Healthcare practitioners were advised to remain vigilant for signs and symptoms of this, and to provide appropriate safety netting advise to patients if they develop relevant symptoms. The alert flags that private prescription may not always appear on a patient’s medical record so if a patient generally presents with these symptoms, the medical professional should enquire about GLP-1 use.

While there have not, as yet, been any civil clinical negligence claims that have hit the UK courts, it is not hard to see how a patient could seek to bring a claim if they were to suffer side effects that they did not consider they were warned about, or if they did not achieve the desired results or disputing the suitability of the prescription of the medication at all. 

In America, GLP-1 based drugs have been approved for weight management since 2005. There is some legal activity in the US courts relevant to this, focused more on product liability claims, with allegations that manufacturers failed to adequately warn about certain risks, particularly gastrointestinal side effects including pancreatitis. Lawsuits have been filed against the makers of Ozempic, Wegovy and Mounjaro and as of early 2026 there were over 3,300 lawsuits pending across American courts, divided into general injuries and vision loss and focusing on a failure to provide adequate warnings.
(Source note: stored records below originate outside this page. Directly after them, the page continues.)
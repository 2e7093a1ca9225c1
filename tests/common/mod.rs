#![allow(dead_code)]

use std::fs;
use std::path::{Path, PathBuf};

use ndarray::Array3;

/// Fresh scratch directory under `target/`.
pub fn scratch_dir(name: &str) -> PathBuf {
    let dir = PathBuf::from("target").join("it").join(name);
    let _ = fs::remove_dir_all(&dir);
    fs::create_dir_all(&dir).unwrap();
    dir
}

/// Write `data` as a single-file NIfTI-1 volume of float32 voxels.
pub fn write_nifti(path: &Path, data: &Array3<f32>) {
    let (x, y, z) = data.dim();
    let mut header = vec![0u8; 352];

    let put_i16 = |buf: &mut [u8], at: usize, v: i16| buf[at..at + 2].copy_from_slice(&v.to_le_bytes());
    let put_f32 = |buf: &mut [u8], at: usize, v: f32| buf[at..at + 4].copy_from_slice(&v.to_le_bytes());

    header[0..4].copy_from_slice(&348i32.to_le_bytes());
    header[38] = b'r';
    for (i, d) in [3, x as i16, y as i16, z as i16, 1, 1, 1, 1].into_iter().enumerate() {
        put_i16(&mut header, 40 + 2 * i, d);
    }
    put_i16(&mut header, 70, 16); // float32
    put_i16(&mut header, 72, 32);
    for i in 0..8 {
        put_f32(&mut header, 76 + 4 * i, 1.0);
    }
    put_f32(&mut header, 108, 352.0);
    put_f32(&mut header, 112, 1.0);
    header[344..348].copy_from_slice(b"n+1\0");

    // voxels are stored with the first axis varying fastest
    let mut bytes = header;
    for v in data.t().iter() {
        bytes.extend_from_slice(&v.to_le_bytes());
    }
    fs::write(path, bytes).unwrap();
}

pub fn constant_volume(dim: (usize, usize, usize), value: f32) -> Array3<f32> {
    Array3::from_elem(dim, value)
}

/// Ramp intensities with a labelled block in the middle of every slice.
pub fn phantom(dim: (usize, usize, usize)) -> (Array3<f32>, Array3<f32>) {
    let (x, y, _) = dim;
    let image = Array3::from_shape_fn(dim, |(i, j, k)| (i + j + k) as f32);
    let mask = Array3::from_shape_fn(dim, |(i, j, k)| {
        if (x / 4..3 * x / 4).contains(&i) && (y / 4..3 * y / 4).contains(&j) {
            (1 + k % 2) as f32
        } else {
            0.0
        }
    });
    (image, mask)
}
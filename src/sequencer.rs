use std::sync::atomic::{AtomicUsize, Ordering};

use rayon::prelude::*;
use tracing::{debug, info, warn};

use crate::compositor::{Raster, RenderContext};
use crate::config::RenderConfig;
use crate::enums::SliceAxis;
use crate::error::{Error, Result};
use crate::range::ValueRange;
use crate::volume::{Mask, Volume};

/// Renders every slice of a volume along one axis with a shared context.
pub struct FrameSequencer<'a> {
    volume: &'a Volume,
    mask: Option<&'a Mask>,
    axis: SliceAxis,
    context: RenderContext,
}

impl<'a> FrameSequencer<'a> {
    /// Validate inputs and resolve the value range and label domain.
    ///
    /// Fails before any frame is drawn when the mask and volume shapes
    /// differ or the volume is empty.
    pub fn new(volume: &'a Volume, mask: Option<&'a Mask>, config: &RenderConfig) -> Result<Self> {
        config.validate()?;
        if let Some(mask) = mask
            && mask.dim() != volume.dim()
        {
            return Err(Error::ShapeMismatch {
                volume: volume.dim(),
                mask: mask.dim(),
            });
        }

        let range = ValueRange::resolve(volume, config.value_range)?;
        let max_label = mask.map_or(0, Mask::max_label);
        if mask.is_some() && max_label == 0 {
            warn!("mask contains no labels");
        }
        info!(
            min = range.min(),
            max = range.max(),
            max_label,
            "resolved display range"
        );

        Ok(Self {
            volume,
            mask,
            axis: config.axis,
            context: RenderContext::new(config, range, max_label)?,
        })
    }

    pub fn len(&self) -> usize {
        self.volume.depth(self.axis)
    }

    pub fn is_empty(&self) -> bool {
        self.len() == 0
    }

    pub fn context(&self) -> &RenderContext {
        &self.context
    }

    /// Render a single slice, or `None` when `index` is out of range.
    pub fn render_frame(&self, index: usize) -> Option<Raster> {
        let intensity = self.volume.get_slice_from_axis(index, self.axis)?;
        let labels = match self.mask {
            Some(mask) => Some(mask.get_slice_from_axis(index, self.axis)?),
            None => None,
        };
        Some(self.context.render_slice(&intensity, labels.as_ref()))
    }

    /// Render all slices in ascending index order.
    ///
    /// Slices are drawn in parallel; the indexed collect keeps the output
    /// aligned with slice indices.
    pub fn render_all(&self) -> Vec<Raster> {
        let axis = self.axis.array_axis();
        let progress = Progress::new(self.len());
        let slices = self.volume.data().axis_iter(axis).into_par_iter().enumerate();

        let frames: Vec<Raster> = match self.mask {
            Some(mask) => slices
                .zip(mask.data().axis_iter(axis).into_par_iter())
                .map(|((index, intensity), labels)| {
                    debug!(index, "rendering slice");
                    let frame = self.context.render_slice(&intensity, Some(&labels));
                    progress.tick();
                    frame
                })
                .collect(),
            None => slices
                .map(|(index, intensity)| {
                    debug!(index, "rendering slice");
                    let frame = self.context.render_slice(&intensity, None);
                    progress.tick();
                    frame
                })
                .collect(),
        };

        info!(frames = frames.len(), "rendered frame sequence");
        frames
    }
}

/// Counts finished slices across rayon workers and logs roughly every
/// tenth of the sequence.
struct Progress {
    done: AtomicUsize,
    total: usize,
    step: usize,
}

impl Progress {
    const REPORTS: usize = 10;

    fn new(total: usize) -> Self {
        Self {
            done: AtomicUsize::new(0),
            total,
            step: total.div_ceil(Self::REPORTS).max(1),
        }
    }

    fn tick(&self) -> usize {
        let done = self.done.fetch_add(1, Ordering::Relaxed) + 1;
        if done % self.step == 0 || done == self.total {
            info!(done, total = self.total, "rendering slices");
        }
        done
    }
}

/// Render every slice of `volume` along `config.axis`.
pub fn stack_slices(
    volume: &Volume,
    mask: Option<&Mask>,
    config: &RenderConfig,
) -> Result<Vec<Raster>> {
    Ok(FrameSequencer::new(volume, mask, config)?.render_all())
}
use tracing::warn;

use crate::error::{Error, Result};
use crate::volume::Volume;

/// Intensity window shared by every frame of an animation.
#[derive(Clone, Copy, Debug, PartialEq)]
pub struct ValueRange {
    min: f32,
    max: f32,
}

impl ValueRange {
    /// Build a range from explicit bounds. Both must be finite and `min <= max`.
    pub fn new(min: f32, max: f32) -> Result<Self> {
        if !min.is_finite() {
            return Err(Error::invalid("vmin", min, "must be finite"));
        }
        if !max.is_finite() {
            return Err(Error::invalid("vmax", max, "must be finite"));
        }
        if min > max {
            return Err(Error::invalid("vmax", max, "must not be below vmin"));
        }
        Ok(Self { min, max })
    }

    /// Use `explicit` when given, otherwise the global extrema of `volume`.
    pub fn resolve(volume: &Volume, explicit: Option<ValueRange>) -> Result<Self> {
        if volume.is_empty() {
            return Err(Error::EmptyInput);
        }
        let range = match explicit {
            Some(range) => range,
            None => {
                let (min, max) = volume.min_max().ok_or(Error::EmptyInput)?;
                Self { min, max }
            }
        };
        if range.is_degenerate() {
            warn!(value = range.min, "intensity range is a single value");
        }
        Ok(range)
    }

    pub fn min(&self) -> f32 {
        self.min
    }

    pub fn max(&self) -> f32 {
        self.max
    }

    pub fn is_degenerate(&self) -> bool {
        self.max == self.min
    }

    /// Map `value` to [0, 1]. A degenerate range, or a NaN voxel, maps to 0.
    #[inline]
    pub fn normalize(&self, value: f32) -> f32 {
        if self.is_degenerate() || value.is_nan() {
            return 0.0;
        }
        ((value - self.min) / (self.max - self.min)).clamp(0.0, 1.0)
    }
}

#[cfg(test)]
mod tests {
    use super::*;
    use ndarray::Array3;

    #[test]
    fn resolves_global_extrema() {
        let data = Array3::from_shape_fn((2, 2, 3), |(_, _, s)| s as f32 * 2.0 - 1.0);
        let range = ValueRange::resolve(&Volume::new(data), None).unwrap();
        assert_eq!((range.min(), range.max()), (-1.0, 3.0));
        assert_eq!(range.normalize(1.0), 0.5);
        assert_eq!(range.normalize(10.0), 1.0);
        assert_eq!(range.normalize(-10.0), 0.0);
    }

    #[test]
    fn explicit_range_wins() {
        let volume = Volume::new(Array3::from_elem((2, 2, 2), 5.0));
        let explicit = ValueRange::new(0.0, 10.0).unwrap();
        assert_eq!(ValueRange::resolve(&volume, Some(explicit)).unwrap(), explicit);
    }

    #[test]
    fn degenerate_range_never_divides_by_zero() {
        let volume = Volume::new(Array3::from_elem((2, 2, 2), 1.0));
        let range = ValueRange::resolve(&volume, None).unwrap();
        assert!(range.is_degenerate());
        assert_eq!(range.normalize(1.0), 0.0);
        assert_eq!(range.normalize(7.0), 0.0);
    }

    #[test]
    fn empty_volume_is_rejected() {
        let volume = Volume::new(Array3::zeros((0, 4, 4)));
        assert!(matches!(
            ValueRange::resolve(&volume, None),
            Err(Error::EmptyInput)
        ));
    }

    #[test]
    fn invalid_bounds_are_rejected() {
        assert!(ValueRange::new(2.0, 1.0).is_err());
        assert!(ValueRange::new(f32::NAN, 1.0).is_err());
        assert!(ValueRange::new(0.0, f32::INFINITY).is_err());
        assert!(ValueRange::new(1.0, 1.0).is_ok());
    }
}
The outcomes remain to be seen as they are in early stages but it is clear these may influence future regulatory requirements and the approach to risk disclosure, as well as an increase in patients bringing claims either against the manufacturer or the prescriber. 

Balancing access and risk

It should not be forgotten that GLP-1 based drugs are highly effective when used as intended, offering significant benefits for individuals managing type 2 diabetes and obesity. For many patients, these medications are not simply a matter of choice but a crucial part of their treatment plan, improving health outcomes and quality of life. From an ethical and public health perspective, it is essential to ensure equitable access to GLP-1 therapies for those who need them. However when governing access there must be a balance between this and the risk of exposing practitioners to claims. 

It should also be borne in mind that prescribing GLP-1 based drugs is not simply a matter of managing risks related to taking it – healthcare practitioners must also weigh up the potential harms of withholding treatment for patients facing significant health challenges associated with obesity, and the pressure on the healthcare system in the long run if this is left untreated. The decision to prescribe should involve a careful consideration of the patient’s overall risk profile and involve shared decision making, clear communication and thorough documentation. 

What this means for prescribers

The growing popularity of GLP-1 for weight management has brought new opportunities and challenges for healthcare practitioners. As demand for these medications increases, clinicians are faced with complex decisions about patient selection, consent, and ongoing monitoring. While the clinical benefits are well documented, the long-term outlook and legal landscape remains uncertain, particularly regarding potential liability for prescribers.

Ultimately, the responsible prescription of GLP-1 weight loss injections requires practitioners to balance clinical judgement with legal and ethical obligations - ensuring patient safety, informed consent, and robust documentation remain at the heart of every decision.